**HOW TO COMPLETE THIS TASK**
Search the records for the string "derive" and copy every line in which it appears.

**SUPPLIED RECORDS**
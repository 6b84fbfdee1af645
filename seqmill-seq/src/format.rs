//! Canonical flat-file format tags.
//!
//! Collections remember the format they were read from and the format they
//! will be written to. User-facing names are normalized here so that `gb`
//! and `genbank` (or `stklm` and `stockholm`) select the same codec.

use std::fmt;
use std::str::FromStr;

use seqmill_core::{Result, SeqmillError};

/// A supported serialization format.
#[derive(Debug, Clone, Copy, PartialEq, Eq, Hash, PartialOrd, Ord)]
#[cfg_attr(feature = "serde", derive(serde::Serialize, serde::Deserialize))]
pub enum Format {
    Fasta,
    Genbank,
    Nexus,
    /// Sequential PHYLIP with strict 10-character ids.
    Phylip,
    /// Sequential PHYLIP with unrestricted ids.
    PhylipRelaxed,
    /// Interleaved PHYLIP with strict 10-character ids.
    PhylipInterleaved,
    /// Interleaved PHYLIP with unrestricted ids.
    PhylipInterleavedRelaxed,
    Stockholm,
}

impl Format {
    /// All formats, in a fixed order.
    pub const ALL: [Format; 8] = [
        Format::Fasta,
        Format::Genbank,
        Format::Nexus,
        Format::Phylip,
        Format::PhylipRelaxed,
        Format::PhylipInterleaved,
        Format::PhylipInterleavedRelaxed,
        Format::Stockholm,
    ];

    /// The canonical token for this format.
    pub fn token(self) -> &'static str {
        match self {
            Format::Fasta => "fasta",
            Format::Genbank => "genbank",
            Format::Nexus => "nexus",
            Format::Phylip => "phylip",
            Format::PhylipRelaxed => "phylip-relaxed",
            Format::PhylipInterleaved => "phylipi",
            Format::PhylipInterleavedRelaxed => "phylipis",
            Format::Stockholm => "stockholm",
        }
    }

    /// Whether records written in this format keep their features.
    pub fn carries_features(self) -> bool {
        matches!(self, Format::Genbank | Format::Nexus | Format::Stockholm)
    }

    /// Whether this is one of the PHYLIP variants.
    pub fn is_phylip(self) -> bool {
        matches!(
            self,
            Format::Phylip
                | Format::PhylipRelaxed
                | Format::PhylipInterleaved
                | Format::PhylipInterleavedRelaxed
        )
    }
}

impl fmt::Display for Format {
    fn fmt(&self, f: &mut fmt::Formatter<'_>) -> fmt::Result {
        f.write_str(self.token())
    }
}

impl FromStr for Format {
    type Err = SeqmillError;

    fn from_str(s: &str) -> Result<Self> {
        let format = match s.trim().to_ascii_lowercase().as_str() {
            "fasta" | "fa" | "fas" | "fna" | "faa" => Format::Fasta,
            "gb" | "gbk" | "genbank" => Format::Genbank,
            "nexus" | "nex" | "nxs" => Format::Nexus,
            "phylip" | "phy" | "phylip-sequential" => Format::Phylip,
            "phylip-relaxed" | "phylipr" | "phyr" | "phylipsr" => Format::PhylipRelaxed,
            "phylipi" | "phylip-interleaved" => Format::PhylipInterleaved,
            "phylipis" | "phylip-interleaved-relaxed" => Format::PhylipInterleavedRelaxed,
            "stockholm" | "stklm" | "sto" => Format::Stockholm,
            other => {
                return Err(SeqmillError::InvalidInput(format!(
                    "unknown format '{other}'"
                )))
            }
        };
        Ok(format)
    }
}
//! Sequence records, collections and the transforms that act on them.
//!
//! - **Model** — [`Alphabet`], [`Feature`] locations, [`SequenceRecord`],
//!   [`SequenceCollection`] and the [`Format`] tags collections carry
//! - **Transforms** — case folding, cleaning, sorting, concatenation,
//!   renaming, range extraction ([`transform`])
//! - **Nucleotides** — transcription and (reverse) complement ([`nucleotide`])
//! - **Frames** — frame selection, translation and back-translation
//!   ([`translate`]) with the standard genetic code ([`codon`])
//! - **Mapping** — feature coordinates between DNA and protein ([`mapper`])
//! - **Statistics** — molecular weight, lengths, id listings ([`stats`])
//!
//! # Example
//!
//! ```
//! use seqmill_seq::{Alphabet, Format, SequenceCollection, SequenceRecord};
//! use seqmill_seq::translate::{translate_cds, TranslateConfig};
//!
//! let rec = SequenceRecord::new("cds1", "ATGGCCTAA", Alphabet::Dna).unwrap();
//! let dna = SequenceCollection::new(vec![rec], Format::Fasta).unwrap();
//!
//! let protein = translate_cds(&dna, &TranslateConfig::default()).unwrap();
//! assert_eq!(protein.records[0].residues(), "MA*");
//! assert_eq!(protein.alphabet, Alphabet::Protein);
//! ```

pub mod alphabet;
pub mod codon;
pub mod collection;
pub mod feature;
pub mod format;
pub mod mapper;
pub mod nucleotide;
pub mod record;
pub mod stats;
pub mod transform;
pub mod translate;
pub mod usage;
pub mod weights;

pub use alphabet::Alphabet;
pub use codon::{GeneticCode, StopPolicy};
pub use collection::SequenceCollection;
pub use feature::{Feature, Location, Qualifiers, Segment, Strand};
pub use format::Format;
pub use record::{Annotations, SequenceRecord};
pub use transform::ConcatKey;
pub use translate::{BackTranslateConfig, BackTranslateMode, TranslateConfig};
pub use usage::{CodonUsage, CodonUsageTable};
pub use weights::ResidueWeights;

**THE COMPLETED TASK**
#[derive(Debug, Clone, Copy, PartialEq, Eq, Hash, PartialOrd, Ord)]
#[cfg_attr(feature = "serde", derive(serde::Serialize, serde::Deserialize))]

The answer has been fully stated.